Linear System Solver (2x2 and 3x3)
Enter the coefficients and constants for your linear equations, then click Solve System.
Form used: ax + by = c (2 variables) or ax + by + cz = d (3 variables)
What Is a System of Equations?
A system of equations is a set of two or more equations that share the same unknown variables. The goal is to find values for those variables that make all equations true at the same time. In plain language: you are looking for a single point (or set of points) where all conditions line up.

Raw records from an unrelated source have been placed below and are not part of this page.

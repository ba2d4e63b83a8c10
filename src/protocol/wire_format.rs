//! Wire format encoding and decoding.
//!
//! Every message on the channel is a length-prefixed frame:
//! ```text
//! ┌───────────┬─────────────────┐
//! │ Length    │ Payload         │
//! │ 4 bytes   │ Length bytes    │
//! │ uint32 BE │                 │
//! └───────────┴─────────────────┘
//! ```
//!
//! The prefix is a big-endian u32 counting only the payload bytes, not the
//! prefix itself. Big endian matches the network byte order used on the rild
//! control socket.

use crate::error::{Result, RilwireError};

/// Length prefix size in bytes (fixed, exactly 4).
pub const LENGTH_PREFIX_SIZE: usize = 4;

/// Default maximum frame payload size (8 MiB).
///
/// Real RIL parcels are a few KiB at most; this bound exists so a corrupted
/// length prefix cannot drive unbounded buffer growth.
pub const DEFAULT_MAX_FRAME_SIZE: u32 = 8 * 1024 * 1024;

/// Encode a payload length as a big-endian prefix.
#[inline]
pub fn encode_length_prefix(payload_length: u32) -> [u8; LENGTH_PREFIX_SIZE] {
    payload_length.to_be_bytes()
}

/// Decode a length prefix from bytes (big endian).
///
/// Returns `None` if the buffer is too short.
#[inline]
pub fn decode_length_prefix(buf: &[u8]) -> Option<u32> {
    if buf.len() < LENGTH_PREFIX_SIZE {
        return None;
    }
    Some(u32::from_be_bytes([buf[0], buf[1], buf[2], buf[3]]))
}

/// Validate a declared payload length against the configured maximum.
#[inline]
pub fn validate_frame_length(payload_length: u32, max_frame_size: u32) -> Result<()> {
    if payload_length > max_frame_size {
        return Err(RilwireError::FrameTooLarge {
            length: payload_length,
            max: max_frame_size,
        });
    }
    Ok(())
}
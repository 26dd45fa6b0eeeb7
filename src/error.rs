//! Error types for the LRU cache
//!
//! Provides unified error handling using thiserror.

use thiserror::Error;

// == Cache Error Enum ==
/// Errors returned by cache lookups.
///
/// `KeyNotFound` is the only failure the cache reports. Every other
/// operation is total over its inputs.
#[derive(Error, Debug, Clone, Copy, PartialEq, Eq)]
pub enum CacheError {
    /// Key not present in the cache
    #[error("There is no such key in cache")]
    KeyNotFound,
}

// == Result Type Alias ==
/// Convenience Result type for cache operations.
pub type Result<T> = std::result::Result<T, CacheError>;
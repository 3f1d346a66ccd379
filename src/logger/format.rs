//! Access log format module
//!
//! Supports two log formats:
//! - `common` (Common Log Format - CLF)
//! - `combined` (Apache/Nginx combined format)

use chrono::Local;
use hyper::header::{HeaderName, CONTENT_LENGTH, REFERER, USER_AGENT};
use hyper::{Request, Response, Version};
use std::net::SocketAddr;

/// Access log entry containing all request/response information
#[derive(Debug, Clone)]
pub struct AccessLogEntry {
    /// Client IP address
    pub remote_addr: String,
    /// Request timestamp
    pub time: chrono::DateTime<Local>,
    /// HTTP method (GET, POST, etc.)
    pub method: String,
    /// Request URI path
    pub path: String,
    /// Query string (without leading ?)
    pub query: Option<String>,
    /// HTTP version (1.0, 1.1, 2)
    pub http_version: String,
    /// Response status code
    pub status: u16,
    /// Declared response body size, `-` in the log when unknown
    pub body_bytes: Option<u64>,
    /// Referer header
    pub referer: Option<String>,
    /// User-Agent header
    pub user_agent: Option<String>,
}

impl AccessLogEntry {
    /// Create a new access log entry with current timestamp
    pub fn new(remote_addr: String, method: String, path: String) -> Self {
        Self {
            remote_addr,
            time: Local::now(),
            method,
            path,
            query: None,
            http_version: "1.1".to_string(),
            status: 200,
            body_bytes: None,
            referer: None,
            user_agent: None,
        }
    }

    /// Capture the request side of an entry
    pub fn from_request<B>(req: &Request<B>, remote_addr: Option<SocketAddr>) -> Self {
        let header = |name: HeaderName| {
            req.headers()
                .get(name)
                .and_then(|v| v.to_str().ok())
                .map(ToString::to_string)
        };

        let mut entry = Self::new(
            remote_addr.map_or_else(|| "-".to_string(), |addr| addr.ip().to_string()),
            req.method().to_string(),
            req.uri().path().to_string(),
        );
        entry.query = req.uri().query().map(ToString::to_string);
        entry.http_version = version_str(req.version()).to_string();
        entry.referer = header(REFERER);
        entry.user_agent = header(USER_AGENT);
        entry
    }

    /// Fill in the status and declared length of the response
    #[must_use]
    pub fn with_response<B>(mut self, response: &Response<B>) -> Self {
        self.status = response.status().as_u16();
        self.body_bytes = response
            .headers()
            .get(CONTENT_LENGTH)
            .and_then(|v| v.to_str().ok())
            .and_then(|v| v.parse().ok());
        self
    }

    /// Format the log entry according to the specified format
    ///
    /// Unknown format names fall back to `common`.
    pub fn format(&self, format: &str) -> String {
        match format {
            "combined" => self.format_combined(),
            _ => self.format_common(),
        }
    }

    /// Common Log Format (CLF)
    /// `$remote_addr - - [$time_local] "$request" $status $body_bytes_sent`
    fn format_common(&self) -> String {
        format!(
            "{} - - [{}] \"{}\" {} {}",
            self.remote_addr,
            self.time.format("%d/%b/%Y:%H:%M:%S %z"),
            self.request_line(),
            self.status,
            self.body_bytes_str(),
        )
    }

    /// Apache/Nginx Combined Log Format
    /// `$remote_addr - - [$time_local] "$request" $status $body_bytes_sent "$http_referer" "$http_user_agent"`
    fn format_combined(&self) -> String {
        format!(
            "{} \"{}\" \"{}\"",
            self.format_common(),
            self.referer.as_deref().unwrap_or("-"),
            self.user_agent.as_deref().unwrap_or("-"),
        )
    }

    fn request_line(&self) -> String {
        format!(
            "{} {}{} HTTP/{}",
            self.method,
            self.path,
            self.query
                .as_ref()
                .map(|q| format!("?{q}"))
                .unwrap_or_default(),
            self.http_version,
        )
    }

    fn body_bytes_str(&self) -> String {
        self.body_bytes
            .map_or_else(|| "-".to_string(), |n| n.to_string())
    }
}

fn version_str(version: Version) -> &'static str {
    match version {
        Version::HTTP_09 => "0.9",
        Version::HTTP_10 => "1.0",
        Version::HTTP_2 => "2",
        Version::HTTP_3 => "3",
        _ => "1.1",
    }
}
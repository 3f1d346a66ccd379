//! Log writer module
//!
//! Installs the global `tracing` subscriber, writing either to stderr or to an
//! append-only log file.

use std::fs::{File, OpenOptions};
use std::io;
use std::path::Path;
use std::sync::{Mutex, OnceLock};

use tracing_subscriber::EnvFilter;

use crate::config::LoggingConfig;

/// Where the installed global subscriber writes
#[derive(Debug, Clone, Copy, PartialEq, Eq)]
pub enum LogTarget {
    Stderr,
    File,
}

/// Set once the global subscriber is installed
static TARGET: OnceLock<LogTarget> = OnceLock::new();

/// Install the global subscriber
///
/// `RUST_LOG` takes precedence over the configured level. Returns an error if
/// the log file cannot be opened or a subscriber is already installed.
pub fn init(config: &LoggingConfig) -> io::Result<()> {
    let filter = EnvFilter::try_from_default_env()
        .or_else(|_| EnvFilter::try_new(&config.level))
        .map_err(|e| {
            io::Error::new(
                io::ErrorKind::InvalidInput,
                format!("Invalid log level '{}': {e}", config.level),
            )
        })?;

    let builder = tracing_subscriber::fmt()
        .with_env_filter(filter)
        .with_target(false);

    let (result, target) = match config.log_file.as_deref() {
        Some(path) => {
            let file = open_log_file(path)?;
            let result = builder
                .with_ansi(false)
                .with_writer(Mutex::new(file))
                .try_init();
            (result, LogTarget::File)
        }
        None => (
            builder.with_writer(io::stderr).try_init(),
            LogTarget::Stderr,
        ),
    };

    result.map_err(|e| io::Error::new(io::ErrorKind::AlreadyExists, e))?;
    let _ = TARGET.set(target);
    Ok(())
}

/// Check if the global subscriber has been installed
pub fn is_initialized() -> bool {
    TARGET.get().is_some()
}

/// Check if log lines end up in a file rather than on the console
pub fn logs_to_file() -> bool {
    TARGET.get() == Some(&LogTarget::File)
}

/// Open or create a log file for appending
fn open_log_file(path: &str) -> io::Result<File> {
    // Create parent directories if they don't exist
    if let Some(parent) = Path::new(path).parent() {
        if !parent.as_os_str().is_empty() {
            std::fs::create_dir_all(parent)?;
        }
    }

    OpenOptions::new().create(true).append(true).open(path)
}
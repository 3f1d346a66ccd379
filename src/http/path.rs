//! URL path to filesystem path translation

use percent_encoding::percent_decode_str;
use std::path::{Component, Path, PathBuf};

/// Translate a URL path into a path below `root`
///
/// Query and fragment are dropped and percent-escapes decoded. `..` pops the
/// previous segment but never climbs above `root`; empty and `.` segments and
/// segments that are not a plain file name are skipped. A trailing slash is
/// kept, so `/file.txt/` does not open `file.txt`.
pub fn translate_path(root: &Path, url_path: &str) -> PathBuf {
    let path = url_path.split(['?', '#']).next().unwrap_or_default();
    let trailing_slash = path.trim_end().ends_with('/');
    let decoded = percent_decode_str(path).decode_utf8_lossy();

    let mut segments: Vec<&str> = Vec::new();
    for segment in decoded.split('/') {
        match segment {
            "" | "." => {}
            ".." => {
                segments.pop();
            }
            name if is_plain_name(name) => segments.push(name),
            _ => {}
        }
    }

    let mut resolved = root.to_path_buf();
    resolved.extend(segments);
    if trailing_slash {
        resolved.push("");
    }
    resolved
}

/// A segment that joins as exactly one normal path component
fn is_plain_name(segment: &str) -> bool {
    if segment.contains('\\') {
        return false;
    }
    let mut components = Path::new(segment).components();
    matches!(
        (components.next(), components.next()),
        (Some(Component::Normal(_)), None)
    )
}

For example, in a 2x2 system, you might solve for x and y:
- 2x + y = 5
- x - y = 1
In a 3x3 system, you solve for x, y, and z:
- x + y + z = 6
- 2x - y + z = 3
- x + 2y - z = 3
How This Calculator Works
This calculator solves linear systems numerically. It supports both:
- 2 equations with 2 unknowns
- 3 equations with 3 unknowns
Behind the scenes, it checks whether the system has:
- One unique solution
- Infinitely many solutions
- No solution
For 2x2 systems, the calculation is based on determinant logic (equivalent to Cramer’s Rule). For 3x3 systems, it uses row-reduction (RREF-style elimination), which is stable and practical.
How to Use the Solver
Step 1: Pick the system size
Use the dropdown to choose either 2 variables or 3 variables.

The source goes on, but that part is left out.